> _THE TASK_
Set down a word-for-word copy of the data below, limited to the lines from the first through the line with "pub struct RuntimeConfig".

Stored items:
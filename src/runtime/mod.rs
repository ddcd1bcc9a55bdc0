//! Runtime orchestrator and public API
//!
//! This module provides the main `Runtime` struct that owns the process
//! model, instantiates its placed steps, and executes token visits.

use serde::{Deserialize, Serialize};
use std::collections::HashMap;
use std::path::PathBuf;
use tracing::{debug_span, warn};

// Submodules
pub mod context;
pub mod element;
pub mod error;
pub mod expression;
pub mod model;
pub mod property;
pub mod registry;
pub mod schema;
pub mod state;
pub mod step;
pub mod storage;
pub mod trace;

pub use error::{Result, RuntimeError};

use context::ExecutionContext;
use model::{Model, StepInstance};
use registry::{DefinitionCatalog, DefinitionRegistry, HostStep};
use step::ExitType;
use trace::{TraceEntry, TraceLog, TraceRecord};

/// Configuration for the runtime
#[derive(Debug, Clone, Serialize, Deserialize)]
pub struct RuntimeConfig {
    /// Root directory for config and model files (default: .elementstep/)
    pub root: PathBuf,

    /// Retain step trace records in the trace log
    pub trace: bool,

    /// Maximum number of trace records retained
    pub trace_capacity: usize,

    /// Reject models whose recorded schema fingerprints are stale
    pub validate_fingerprints: bool,
}

impl Default for RuntimeConfig {
    fn default() -> Self {
        Self {
            root: PathBuf::from(".elementstep"),
            trace: true,
            trace_capacity: 1024,
            validate_fingerprints: true,
        }
    }
}

/// Result of one token visit
#[derive(Debug, Clone)]
pub struct VisitOutcome {
    /// Visit counter
    pub visit: u64,
    /// Exit the token leaves by
    pub exit: ExitType,
    /// Trace records emitted during the visit
    pub records: Vec<TraceRecord>,
    /// Row handles acquired
    pub rows_acquired: usize,
    /// Row handles released
    pub rows_released: usize,
}

/// The main runtime orchestrator
pub struct Runtime {
    config: RuntimeConfig,
    registry: DefinitionRegistry,
    model: Model,
    steps: HashMap<String, Box<HostStep>>,
    trace: TraceLog,
    visits: u64,
}

impl Runtime {
    /// Create a runtime over `model`, instantiating every placed step
    ///
    /// Fails if a step's definition is unknown, its bindings do not resolve,
    /// or (when enabled) the model's fingerprints are stale.
    pub fn new(config: RuntimeConfig, mut model: Model) -> Result<Self> {
        let registry = DefinitionCatalog::global().snapshot();
        if config.validate_fingerprints {
            registry.validate_fingerprints(&model)?;
        }

        let mut runtime = Self {
            trace: TraceLog::new(config.trace_capacity),
            config,
            registry,
            model: Model::new(),
            steps: HashMap::new(),
            visits: 0,
        };

        let placed = std::mem::take(&mut model.steps);
        runtime.model = model;
        for instance in placed {
            runtime.place_step(instance)?;
        }

        Ok(runtime)
    }

    /// Write a config and model to the config's root directory
    pub fn init(config: &RuntimeConfig, model: &Model) -> anyhow::Result<()> {
        storage::init_storage(&config.root)?;
        storage::write_config(config)?;

        let registry = DefinitionCatalog::global().snapshot();
        let mut model = model.clone();
        for name in registry.step_names().into_iter().chain(registry.element_names()) {
            model
                .fingerprints
                .insert(name.to_string(), registry.fingerprint(name)?);
        }
        storage::write_model(&config.root, &model)?;
        Ok(())
    }

    /// Load a runtime from a directory written by [`Runtime::init`]
    pub fn load(root: PathBuf) -> anyhow::Result<Self> {
        let mut config = storage::load_config(&root)?;
        config.root = root;
        let model = storage::load_model(&config.root)?;
        Ok(Self::new(config, model)?)
    }

    /// Instantiate and add a step to the model
    pub fn place_step(&mut self, instance: StepInstance) -> Result<()> {
        if self.steps.contains_key(&instance.name) {
            return Err(RuntimeError::Config(format!(
                "Step '{}' is placed twice",
                instance.name
            )));
        }
        let definition = self.registry.step(&instance.definition)?;
        let step = definition.create_step(&instance.properties, &self.model)?;
        self.steps.insert(instance.name.clone(), step);
        self.model.steps.push(instance);
        Ok(())
    }

    /// Execute one token visit of the named step
    pub fn visit(&mut self, step_name: &str) -> Result<VisitOutcome> {
        let step = self
            .steps
            .get(step_name)
            .ok_or_else(|| RuntimeError::UnknownStep(step_name.to_string()))?;

        let visit = self.visits + 1;
        let _span = debug_span!("visit", step = step_name, visit).entered();

        let mut ctx = ExecutionContext::new(&mut self.model);
        let result = step.execute(&mut ctx);
        let (ledger, records) = ctx.finish();
        let exit = result.inspect_err(|e| {
            warn!(
                error = %e,
                acquired = ledger.acquired(),
                released = ledger.released(),
                "visit failed"
            )
        })?;
        self.visits = visit;

        if self.config.trace {
            for record in &records {
                self.trace.push(TraceEntry {
                    visit,
                    step: step_name.to_string(),
                    record: record.clone(),
                });
            }
        }

        Ok(VisitOutcome {
            visit,
            exit,
            records,
            rows_acquired: ledger.acquired(),
            rows_released: ledger.released(),
        })
    }

    /// Execute `visits` consecutive token visits of the named step
    pub fn run(&mut self, step_name: &str, visits: usize) -> Result<Vec<VisitOutcome>> {
        (0..visits).map(|_| self.visit(step_name)).collect()
    }

    /// Get the current configuration
    pub fn config(&self) -> &RuntimeConfig {
        &self.config
    }

    /// Definitions this runtime was created with
    pub fn registry(&self) -> &DefinitionRegistry {
        &self.registry
    }

    /// Process model
    pub fn model(&self) -> &Model {
        &self.model
    }

    /// Mutable process model, for edits between visits
    pub fn model_mut(&mut self) -> &mut Model {
        &mut self.model
    }

    /// Retained trace records
    pub fn trace(&self) -> &TraceLog {
        &self.trace
    }

    /// Number of visits executed so far
    pub fn visits(&self) -> u64 {
        self.visits
    }
}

> _WRITTEN ANSWER_
filename src/runtime/mod.rs
repository ddcd1bcc9a55bdc0
//! Runtime orchestrator and public API
//!
//! This module provides the main `Runtime` struct that owns the process
//! model, instantiates its placed steps, and executes token visits.

use serde::{Deserialize, Serialize};
use std::collections::HashMap;
use std::path::PathBuf;
use tracing::{debug_span, warn};

// Submodules
pub mod context;
pub mod element;
pub mod error;
pub mod expression;
pub mod model;
pub mod property;
pub mod registry;
pub mod schema;
pub mod state;
pub mod step;
pub mod storage;
pub mod trace;

pub use error::{Result, RuntimeError};

use context::ExecutionContext;
use model::{Model, StepInstance};
use registry::{DefinitionCatalog, DefinitionRegistry, HostStep};
use step::ExitType;
use trace::{TraceEntry, TraceLog, TraceRecord};

/// Configuration for the runtime
#[derive(Debug, Clone, Serialize, Deserialize)]
pub struct RuntimeConfig {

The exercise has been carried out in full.